“Shipwreck”, “fiasco” … The presidential candidates Jean-Luc Mélenchon, (La France insoumise) and Yannick Jadot (Europe Ecology the Greens) blasted this Wednesday the new delays and additional costs of the EPR of Flamanville announced by EDF. The two contenders for the Elysee Palace also denounced the pro-nuclear policy of the quasi-candidate Emmanuel Macron.
For Mélenchon, a symbol of the “nuclear shipwreck”
“The nuclear sinking. 15 reactors closed and another postponement of Flamanville after already 10 years of delay. 300 million more in additional cost, “lamented Jean-Luc Mélenchon in a tweet.

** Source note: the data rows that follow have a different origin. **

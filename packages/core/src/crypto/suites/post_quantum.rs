//! ML-KEM provider family backed by `pqcrypto-kyber`.
//!
//! `encrypt` is KEM-DEM: encapsulate against the recipient key, derive a
//! ChaCha20-Poly1305 key from the shared secret, and ship
//! `kem_ciphertext ‖ nonce ‖ ciphertext ‖ tag`.

use crate::crypto::algorithm::AlgorithmId;
use crate::crypto::provider::{CryptoProvider, EncryptionCapable, KemCapable};
use crate::crypto::suites::{derive_aead_key, open_payload, seal_payload};
use crate::crypto::{CryptoConfig, Feature, KeyPair};
use crate::error::{CryptoError, Result};
use pqcrypto_kyber::{kyber1024, kyber512, kyber768};
use pqcrypto_traits::kem::{Ciphertext as _, PublicKey as _, SecretKey as _, SharedSecret as _};
use zeroize::Zeroizing;

pub const SHARED_SECRET_LEN: usize = 32;

const KEM_DEM_INFO: &[u8] = b"construct-mlkem-dem-v1";

#[derive(Debug, Clone, Copy, PartialEq, Eq, Hash)]
pub enum MlKemParameterSet {
    MlKem512,
    MlKem768,
    MlKem1024,
}

impl MlKemParameterSet {
    pub fn algorithm(&self) -> AlgorithmId {
        match self {
            MlKemParameterSet::MlKem512 => AlgorithmId::MlKem512,
            MlKemParameterSet::MlKem768 => AlgorithmId::MlKem768,
            MlKemParameterSet::MlKem1024 => AlgorithmId::MlKem1024,
        }
    }

    pub fn public_key_len(&self) -> usize {
        match self {
            MlKemParameterSet::MlKem512 => 800,
            MlKemParameterSet::MlKem768 => 1184,
            MlKemParameterSet::MlKem1024 => 1568,
        }
    }

    pub fn ciphertext_len(&self) -> usize {
        match self {
            MlKemParameterSet::MlKem512 => 768,
            MlKemParameterSet::MlKem768 => 1088,
            MlKemParameterSet::MlKem1024 => 1568,
        }
    }

    fn keypair(&self) -> (Vec<u8>, Vec<u8>) {
        match self {
            MlKemParameterSet::MlKem512 => {
                let (pk, sk) = kyber512::keypair();
                (pk.as_bytes().to_vec(), sk.as_bytes().to_vec())
            }
            MlKemParameterSet::MlKem768 => {
                let (pk, sk) = kyber768::keypair();
                (pk.as_bytes().to_vec(), sk.as_bytes().to_vec())
            }
            MlKemParameterSet::MlKem1024 => {
                let (pk, sk) = kyber1024::keypair();
                (pk.as_bytes().to_vec(), sk.as_bytes().to_vec())
            }
        }
    }

    fn encapsulate(&self, public_key: &[u8]) -> Option<(Vec<u8>, Zeroizing<Vec<u8>>)> {
        match self {
            MlKemParameterSet::MlKem512 => {
                let pk = kyber512::PublicKey::from_bytes(public_key).ok()?;
                let (ss, ct) = kyber512::encapsulate(&pk);
                Some((ct.as_bytes().to_vec(), Zeroizing::new(ss.as_bytes().to_vec())))
            }
            MlKemParameterSet::MlKem768 => {
                let pk = kyber768::PublicKey::from_bytes(public_key).ok()?;
                let (ss, ct) = kyber768::encapsulate(&pk);
                Some((ct.as_bytes().to_vec(), Zeroizing::new(ss.as_bytes().to_vec())))
            }
            MlKemParameterSet::MlKem1024 => {
                let pk = kyber1024::PublicKey::from_bytes(public_key).ok()?;
                let (ss, ct) = kyber1024::encapsulate(&pk);
                Some((ct.as_bytes().to_vec(), Zeroizing::new(ss.as_bytes().to_vec())))
            }
        }
    }

    fn decapsulate(&self, private_key: &[u8], ciphertext: &[u8]) -> Option<Zeroizing<Vec<u8>>> {
        match self {
            MlKemParameterSet::MlKem512 => {
                let sk = kyber512::SecretKey::from_bytes(private_key).ok()?;
                let ct = kyber512::Ciphertext::from_bytes(ciphertext).ok()?;
                Some(Zeroizing::new(kyber512::decapsulate(&ct, &sk).as_bytes().to_vec()))
            }
            MlKemParameterSet::MlKem768 => {
                let sk = kyber768::SecretKey::from_bytes(private_key).ok()?;
                let ct = kyber768::Ciphertext::from_bytes(ciphertext).ok()?;
                Some(Zeroizing::new(kyber768::decapsulate(&ct, &sk).as_bytes().to_vec()))
            }
            MlKemParameterSet::MlKem1024 => {
                let sk = kyber1024::SecretKey::from_bytes(private_key).ok()?;
                let ct = kyber1024::Ciphertext::from_bytes(ciphertext).ok()?;
                Some(Zeroizing::new(kyber1024::decapsulate(&ct, &sk).as_bytes().to_vec()))
            }
        }
    }
}

#[derive(Debug, Clone)]
pub struct MlKemProvider {
    params: MlKemParameterSet,
}

impl MlKemProvider {
    pub fn new(params: MlKemParameterSet) -> Self {
        Self { params }
    }

    pub fn parameter_set(&self) -> MlKemParameterSet {
        self.params
    }
}

impl CryptoProvider for MlKemProvider {
    fn algorithm(&self) -> AlgorithmId {
        self.params.algorithm()
    }

    fn is_supported(&self) -> bool {
        true
    }

    fn generate_key_pair(&self) -> Result<KeyPair> {
        let (public_key, private_key) = self.params.keypair();
        if public_key.len() != self.params.public_key_len() {
            return Err(CryptoError::key_generation(
                self.algorithm(),
                format!("unexpected public key length {}", public_key.len()),
            ));
        }
        Ok(KeyPair::new(self.algorithm(), public_key, private_key))
    }

    fn config(&self) -> CryptoConfig {
        CryptoConfig::describe(
            self.algorithm(),
            self.params.public_key_len(),
            vec![Feature::Encryption, Feature::KeyEncapsulation],
        )
    }
}

impl KemCapable for MlKemProvider {
    fn encapsulate(&self, public_key: &[u8]) -> Result<(Vec<u8>, Zeroizing<Vec<u8>>)> {
        if public_key.len() != self.params.public_key_len() {
            return Err(CryptoError::encryption(
                self.algorithm(),
                format!(
                    "public key must be {} bytes, got {}",
                    self.params.public_key_len(),
                    public_key.len()
                ),
            ));
        }
        self.params
            .encapsulate(public_key)
            .ok_or_else(|| CryptoError::encryption(self.algorithm(), "malformed public key"))
    }

    fn decapsulate(&self, private_key: &[u8], ciphertext: &[u8]) -> Result<Zeroizing<Vec<u8>>> {
        if ciphertext.len() != self.params.ciphertext_len() {
            return Err(CryptoError::decryption(self.algorithm()));
        }
        self.params
            .decapsulate(private_key, ciphertext)
            .ok_or_else(|| CryptoError::decryption(self.algorithm()))
    }
}

impl EncryptionCapable for MlKemProvider {
    fn encrypt(&self, plaintext: &[u8], recipient_public_key: &[u8]) -> Result<Vec<u8>> {
        let (kem_ciphertext, shared_secret) = self.encapsulate(recipient_public_key)?;
        let key = derive_aead_key(&shared_secret, &kem_ciphertext, KEM_DEM_INFO)
            .ok_or_else(|| CryptoError::encryption(self.algorithm(), "key derivation failed"))?;
        let sealed = seal_payload(&key, plaintext, &kem_ciphertext)
            .ok_or_else(|| CryptoError::encryption(self.algorithm(), "AEAD encryption failed"))?;

        let mut blob = kem_ciphertext;
        blob.extend_from_slice(&sealed);
        Ok(blob)
    }

    fn decrypt(&self, ciphertext: &[u8], private_key: &[u8]) -> Result<Vec<u8>> {
        let ct_len = self.params.ciphertext_len();
        if ciphertext.len() < ct_len {
            return Err(CryptoError::decryption(self.algorithm()));
        }
        let (kem_ciphertext, sealed) = ciphertext.split_at(ct_len);
        let shared_secret = self.decapsulate(private_key, kem_ciphertext)?;
        let key = derive_aead_key(&shared_secret, kem_ciphertext, KEM_DEM_INFO)
            .ok_or_else(|| CryptoError::decryption(self.algorithm()))?;
        open_payload(&key, sealed, kem_ciphertext)
            .ok_or_else(|| CryptoError::decryption(self.algorithm()))
    }
}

“This joke has gone on for too long. This fiasco should serve as a lesson for Macron when he imagines creating new reactors throughout our country, without any democratic debate, ”added the president of the LFI group to the National Assembly Mathilde Panot.
Jadot denounces “a fiasco paid for by the French”
Denouncing an “ever more expensive Flamanville EPR”, the environmental candidate Yannick Jadot sent back to back Emmanuel Macron and the right-wing, far-right and Communist candidates all pro-nuclear. It is “a fiasco paid for by the French that Emmanuel Macron, Eric Zemmour, Marine Le Pen, Fabien Roussel want to multiply by 6 or 10! “, He argued, at a time when,” for lack of public investment in their housing, the French suffer from fuel poverty “.
“What costs 19 billion euros [d’après la Cour des comptes], is already 10 years late and still not working? “, Commented ironically the national secretary of EELV Julien Bayou.
A project that has lasted since 2007
EDF announced on Wednesday that the start-up of the new generation EPR nuclear reactor under construction in Flamanville, in the Channel, was postponed to 2023, due in particular to the Covid-19 pandemic, with a new additional cost of 300 million d euros which brings the total bill to 12.7 billion.
Under construction since 2007, the EPR was initially due to be put into service in 2012, but the site was affected by many setbacks and additional costs, and the initial cost has almost quadrupled.
The announcement comes as France prepares to launch a new nuclear reactor construction program announced by Emmanuel Macron on November 9.